Assigned task: One number is the whole answer: how many lines of the records include "crate".

[Records provided — start]

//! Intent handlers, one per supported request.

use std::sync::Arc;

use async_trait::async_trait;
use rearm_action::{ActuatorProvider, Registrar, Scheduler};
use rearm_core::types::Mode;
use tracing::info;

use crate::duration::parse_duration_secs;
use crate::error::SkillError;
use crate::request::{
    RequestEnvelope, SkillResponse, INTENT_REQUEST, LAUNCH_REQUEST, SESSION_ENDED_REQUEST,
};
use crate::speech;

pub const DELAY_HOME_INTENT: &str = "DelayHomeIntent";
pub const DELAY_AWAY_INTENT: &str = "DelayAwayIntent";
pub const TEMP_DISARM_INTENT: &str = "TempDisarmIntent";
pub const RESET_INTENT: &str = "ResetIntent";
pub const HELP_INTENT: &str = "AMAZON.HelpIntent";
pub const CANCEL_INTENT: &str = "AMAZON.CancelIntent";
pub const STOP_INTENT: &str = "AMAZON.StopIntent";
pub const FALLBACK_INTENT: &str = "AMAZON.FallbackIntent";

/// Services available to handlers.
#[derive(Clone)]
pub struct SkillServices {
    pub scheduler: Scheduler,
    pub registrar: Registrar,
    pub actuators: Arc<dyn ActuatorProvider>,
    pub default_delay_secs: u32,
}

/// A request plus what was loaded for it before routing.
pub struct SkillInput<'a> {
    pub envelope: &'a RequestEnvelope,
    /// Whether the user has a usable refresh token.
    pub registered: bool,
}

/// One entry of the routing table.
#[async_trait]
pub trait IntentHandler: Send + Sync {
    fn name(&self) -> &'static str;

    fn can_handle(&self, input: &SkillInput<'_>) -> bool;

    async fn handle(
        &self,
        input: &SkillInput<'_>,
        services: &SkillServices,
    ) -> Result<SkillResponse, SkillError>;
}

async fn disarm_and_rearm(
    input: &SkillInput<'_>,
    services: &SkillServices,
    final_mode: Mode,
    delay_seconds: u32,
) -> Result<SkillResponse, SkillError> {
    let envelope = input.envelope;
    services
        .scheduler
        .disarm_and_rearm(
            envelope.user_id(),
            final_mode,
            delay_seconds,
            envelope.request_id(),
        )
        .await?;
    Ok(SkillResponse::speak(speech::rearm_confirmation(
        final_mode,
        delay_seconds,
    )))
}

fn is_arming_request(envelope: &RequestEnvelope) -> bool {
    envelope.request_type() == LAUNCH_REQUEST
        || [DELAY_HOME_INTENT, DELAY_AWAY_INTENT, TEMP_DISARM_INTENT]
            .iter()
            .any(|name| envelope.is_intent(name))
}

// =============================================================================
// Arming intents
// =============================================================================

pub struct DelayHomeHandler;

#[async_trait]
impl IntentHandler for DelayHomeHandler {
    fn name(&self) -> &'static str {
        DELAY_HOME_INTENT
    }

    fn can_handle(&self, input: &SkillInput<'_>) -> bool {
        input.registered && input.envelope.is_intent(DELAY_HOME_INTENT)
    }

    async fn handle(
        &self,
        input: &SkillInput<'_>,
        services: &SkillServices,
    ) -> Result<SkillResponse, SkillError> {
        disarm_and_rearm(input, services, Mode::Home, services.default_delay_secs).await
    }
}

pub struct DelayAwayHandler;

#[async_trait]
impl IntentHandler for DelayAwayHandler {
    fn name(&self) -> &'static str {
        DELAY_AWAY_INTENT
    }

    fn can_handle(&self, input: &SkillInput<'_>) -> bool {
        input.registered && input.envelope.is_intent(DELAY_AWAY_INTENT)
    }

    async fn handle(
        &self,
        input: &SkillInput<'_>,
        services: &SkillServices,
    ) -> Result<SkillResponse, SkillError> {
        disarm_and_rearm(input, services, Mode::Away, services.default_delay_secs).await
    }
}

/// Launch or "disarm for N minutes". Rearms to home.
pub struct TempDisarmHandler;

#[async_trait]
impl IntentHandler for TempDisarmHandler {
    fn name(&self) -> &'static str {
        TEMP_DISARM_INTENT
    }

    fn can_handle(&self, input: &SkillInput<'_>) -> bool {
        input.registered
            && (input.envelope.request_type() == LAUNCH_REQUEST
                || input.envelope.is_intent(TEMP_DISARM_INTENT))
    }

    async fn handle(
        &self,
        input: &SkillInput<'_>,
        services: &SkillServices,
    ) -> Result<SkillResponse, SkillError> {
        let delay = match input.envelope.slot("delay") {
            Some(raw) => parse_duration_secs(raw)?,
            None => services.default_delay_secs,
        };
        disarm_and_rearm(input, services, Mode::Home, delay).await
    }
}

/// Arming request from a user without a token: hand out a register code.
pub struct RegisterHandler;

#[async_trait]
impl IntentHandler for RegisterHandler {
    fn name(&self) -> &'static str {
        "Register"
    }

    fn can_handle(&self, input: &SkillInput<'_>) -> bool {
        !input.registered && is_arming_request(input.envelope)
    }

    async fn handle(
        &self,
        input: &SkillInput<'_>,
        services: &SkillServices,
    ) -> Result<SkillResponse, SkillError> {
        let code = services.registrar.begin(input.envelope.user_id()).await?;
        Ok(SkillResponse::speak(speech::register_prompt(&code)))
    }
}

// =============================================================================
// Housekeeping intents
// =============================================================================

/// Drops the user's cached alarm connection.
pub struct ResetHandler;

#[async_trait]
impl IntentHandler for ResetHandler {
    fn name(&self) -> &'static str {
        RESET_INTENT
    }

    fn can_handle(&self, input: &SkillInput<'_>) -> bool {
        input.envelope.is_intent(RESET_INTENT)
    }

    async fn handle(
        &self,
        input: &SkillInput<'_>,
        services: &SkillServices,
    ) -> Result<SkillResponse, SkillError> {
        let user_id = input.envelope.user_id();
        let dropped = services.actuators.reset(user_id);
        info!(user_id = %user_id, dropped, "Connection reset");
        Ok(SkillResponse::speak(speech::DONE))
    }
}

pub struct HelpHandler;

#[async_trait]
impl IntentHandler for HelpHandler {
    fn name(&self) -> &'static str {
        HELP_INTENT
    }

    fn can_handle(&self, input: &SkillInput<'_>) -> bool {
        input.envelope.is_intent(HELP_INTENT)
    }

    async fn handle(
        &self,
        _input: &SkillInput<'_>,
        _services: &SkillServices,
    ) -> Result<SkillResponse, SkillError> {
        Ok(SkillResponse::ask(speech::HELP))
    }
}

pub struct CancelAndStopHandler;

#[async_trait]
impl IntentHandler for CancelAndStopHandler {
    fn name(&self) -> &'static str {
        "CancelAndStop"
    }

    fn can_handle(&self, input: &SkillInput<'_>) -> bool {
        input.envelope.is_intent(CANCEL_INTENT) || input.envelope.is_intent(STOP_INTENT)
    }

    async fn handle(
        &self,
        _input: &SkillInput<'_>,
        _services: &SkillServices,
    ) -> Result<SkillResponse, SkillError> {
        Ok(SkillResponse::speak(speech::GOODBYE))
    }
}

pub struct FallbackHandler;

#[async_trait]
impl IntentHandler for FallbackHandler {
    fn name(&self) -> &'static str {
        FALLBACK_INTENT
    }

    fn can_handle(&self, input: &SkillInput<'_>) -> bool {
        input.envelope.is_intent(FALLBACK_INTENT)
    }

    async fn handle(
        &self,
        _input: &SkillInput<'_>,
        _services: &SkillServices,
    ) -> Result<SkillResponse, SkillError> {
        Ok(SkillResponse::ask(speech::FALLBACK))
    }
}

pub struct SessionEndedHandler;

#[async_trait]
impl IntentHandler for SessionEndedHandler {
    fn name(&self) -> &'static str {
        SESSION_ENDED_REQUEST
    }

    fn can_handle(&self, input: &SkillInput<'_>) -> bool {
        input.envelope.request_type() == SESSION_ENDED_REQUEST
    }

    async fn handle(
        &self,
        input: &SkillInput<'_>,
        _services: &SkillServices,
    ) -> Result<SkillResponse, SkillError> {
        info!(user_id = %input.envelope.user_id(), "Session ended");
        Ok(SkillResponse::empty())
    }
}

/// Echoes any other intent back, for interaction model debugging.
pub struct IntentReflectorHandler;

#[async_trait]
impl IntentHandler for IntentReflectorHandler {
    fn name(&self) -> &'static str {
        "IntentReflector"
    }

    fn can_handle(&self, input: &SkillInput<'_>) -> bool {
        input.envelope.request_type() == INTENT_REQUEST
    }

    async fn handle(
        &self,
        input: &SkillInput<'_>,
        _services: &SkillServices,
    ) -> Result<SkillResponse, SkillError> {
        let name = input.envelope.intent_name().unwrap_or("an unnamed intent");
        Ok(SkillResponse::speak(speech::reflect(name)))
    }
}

[Records provided — finish]

Task answer: 4